What the task asks: Extract every line below that contains the word "with".

Dataset entries:
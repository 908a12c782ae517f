//! Combining and reshaping arrays: concatenation, feature stacking,
//! broadcasting and first differences.

use std::collections::BTreeMap;

use ndarray::{ArrayD, Axis, IxDyn, Slice};

use crate::array::LabeledArray;
use crate::coord::{Coordinate, FEATURE};
use crate::error::ArrayError;

/// Concatenates arrays along an existing axis `dim`.
///
/// All inputs must share dims and every other axis length. The coordinate of
/// `dim` is joined when every input carries one; other coordinates and the
/// attributes come from the first input.
///
/// # Errors
///
/// Returns [`ArrayError::EmptyInput`] for no inputs, or
/// [`ArrayError::ShapeMismatch`] when inputs disagree.
pub fn concat(arrays: &[LabeledArray], dim: &str) -> Result<LabeledArray, ArrayError> {
    let first = arrays.first().ok_or(ArrayError::EmptyInput)?;
    let axis = first.require_axis(dim)?;
    for a in &arrays[1..] {
        if a.dims() != first.dims() {
            return Err(ArrayError::ShapeMismatch {
                reason: format!(
                    "'{}' has dims [{}], expected [{}]",
                    a.name(),
                    a.dims().join(", "),
                    first.dims().join(", ")
                ),
            });
        }
    }
    let views: Vec<_> = arrays.iter().map(|a| a.data().view()).collect();
    let data = ndarray::concatenate(Axis(axis), &views)?;

    let mut coords = first.coords().clone();
    coords.remove(dim);
    let mut joined = first.coord(dim).cloned();
    for a in &arrays[1..] {
        joined = match (joined, a.coord(dim)) {
            (Some(acc), Some(c)) => acc.concat(c),
            _ => None,
        };
    }
    if let Some(c) = joined {
        coords.insert(dim.to_string(), c);
    }
    Ok(LabeledArray::from_parts(
        first.name().to_string(),
        first.dims().to_vec(),
        data,
        coords,
        first.attrs().clone(),
    ))
}

/// Stacks same-shaped arrays along a new trailing `feature` axis labelled by
/// `labels`.
///
/// # Errors
///
/// Returns [`ArrayError::EmptyInput`], or [`ArrayError::ShapeMismatch`] when
/// inputs differ in dims/shape or `labels` has the wrong length.
pub fn stack_features(
    name: &str,
    arrays: &[LabeledArray],
    labels: Vec<String>,
) -> Result<LabeledArray, ArrayError> {
    let first = arrays.first().ok_or(ArrayError::EmptyInput)?;
    if labels.len() != arrays.len() {
        return Err(ArrayError::ShapeMismatch {
            reason: format!("{} labels for {} features", labels.len(), arrays.len()),
        });
    }
    for a in &arrays[1..] {
        if a.dims() != first.dims() || a.shape() != first.shape() {
            return Err(ArrayError::ShapeMismatch {
                reason: format!(
                    "feature '{}' has shape {:?}, expected {:?}",
                    a.name(),
                    a.shape(),
                    first.shape()
                ),
            });
        }
    }
    let trailing = Axis(first.dims().len());
    let views: Vec<_> = arrays.iter().map(|a| a.data().view()).collect();
    let data = ndarray::stack(trailing, &views)?;

    let mut dims = first.dims().to_vec();
    dims.push(FEATURE.to_string());
    let mut coords = first.coords().clone();
    coords.insert(FEATURE.to_string(), Coordinate::Labels(labels));
    Ok(LabeledArray::from_parts(
        name.to_string(),
        dims,
        data,
        coords,
        BTreeMap::new(),
    ))
}

impl LabeledArray {
    /// Broadcasts onto `dims` (a superset of this array's dims) with lengths
    /// from `shape`, ordering axes as in `dims`. Coordinates for new axes are
    /// taken from `coords` when present.
    ///
    /// # Errors
    ///
    /// Returns [`ArrayError::ShapeMismatch`] if this array has an axis missing
    /// from `dims` or with a different length.
    pub fn broadcast_to(
        &self,
        dims: &[String],
        shape: &[usize],
        coords: &BTreeMap<String, Coordinate>,
    ) -> Result<LabeledArray, ArrayError> {
        if dims.len() != shape.len() {
            return Err(ArrayError::RankMismatch {
                dims: dims.len(),
                ndim: shape.len(),
            });
        }
        for (d, &len) in self.dims().iter().zip(self.shape()) {
            match dims.iter().position(|t| t == d) {
                Some(p) if shape[p] == len => {}
                _ => {
                    return Err(ArrayError::ShapeMismatch {
                        reason: format!("cannot broadcast '{}' axis '{d}' (len {len})", self.name()),
                    });
                }
            }
        }

        let order: Vec<&str> = dims
            .iter()
            .map(String::as_str)
            .filter(|d| self.has_dim(d))
            .collect();
        let ordered = self.clone().transpose_to(&order);
        let mut view = ordered.data().view();
        for (i, d) in dims.iter().enumerate() {
            if !self.has_dim(d) {
                view = view.insert_axis(Axis(i));
            }
        }
        let data = view
            .broadcast(IxDyn(shape))
            .ok_or_else(|| ArrayError::ShapeMismatch {
                reason: format!("cannot broadcast '{}' to {shape:?}", self.name()),
            })?
            .to_owned();

        let mut out_coords = ordered.coords().clone();
        for d in dims {
            if !out_coords.contains_key(d)
                && let Some(c) = coords.get(d)
            {
                out_coords.insert(d.clone(), c.clone());
            }
        }
        Ok(LabeledArray::from_parts(
            self.name().to_string(),
            dims.to_vec(),
            data,
            out_coords,
            self.attrs().clone(),
        ))
    }

    /// First difference along `dim`: `a[i+1] - a[i]`, labelled by the upper
    /// coordinate. An axis of length `n` yields length `n - 1`.
    ///
    /// # Errors
    ///
    /// Returns [`ArrayError::MissingDim`].
    pub fn diff(&self, dim: &str) -> Result<LabeledArray, ArrayError> {
        let axis = self.require_axis(dim)?;
        let len = self.shape()[axis];
        let mut coords = self.coords().clone();
        if len == 0 {
            return Ok(self.clone());
        }
        let upper = self.data().slice_axis(Axis(axis), Slice::from(1..));
        let lower = self.data().slice_axis(Axis(axis), Slice::from(..len - 1));
        let data: ArrayD<f64> = &upper - &lower;
        if let Some(c) = coords.get_mut(dim) {
            let tail: Vec<usize> = (1..len).collect();
            *c = c.select(&tail);
        }
        Ok(LabeledArray::from_parts(
            self.name().to_string(),
            self.dims().to_vec(),
            data,
            coords,
            self.attrs().clone(),
        ))
    }
}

Output of the exercise:
    /// Broadcasts onto `dims` (a superset of this array's dims) with lengths
    /// from `dims` or with a different length.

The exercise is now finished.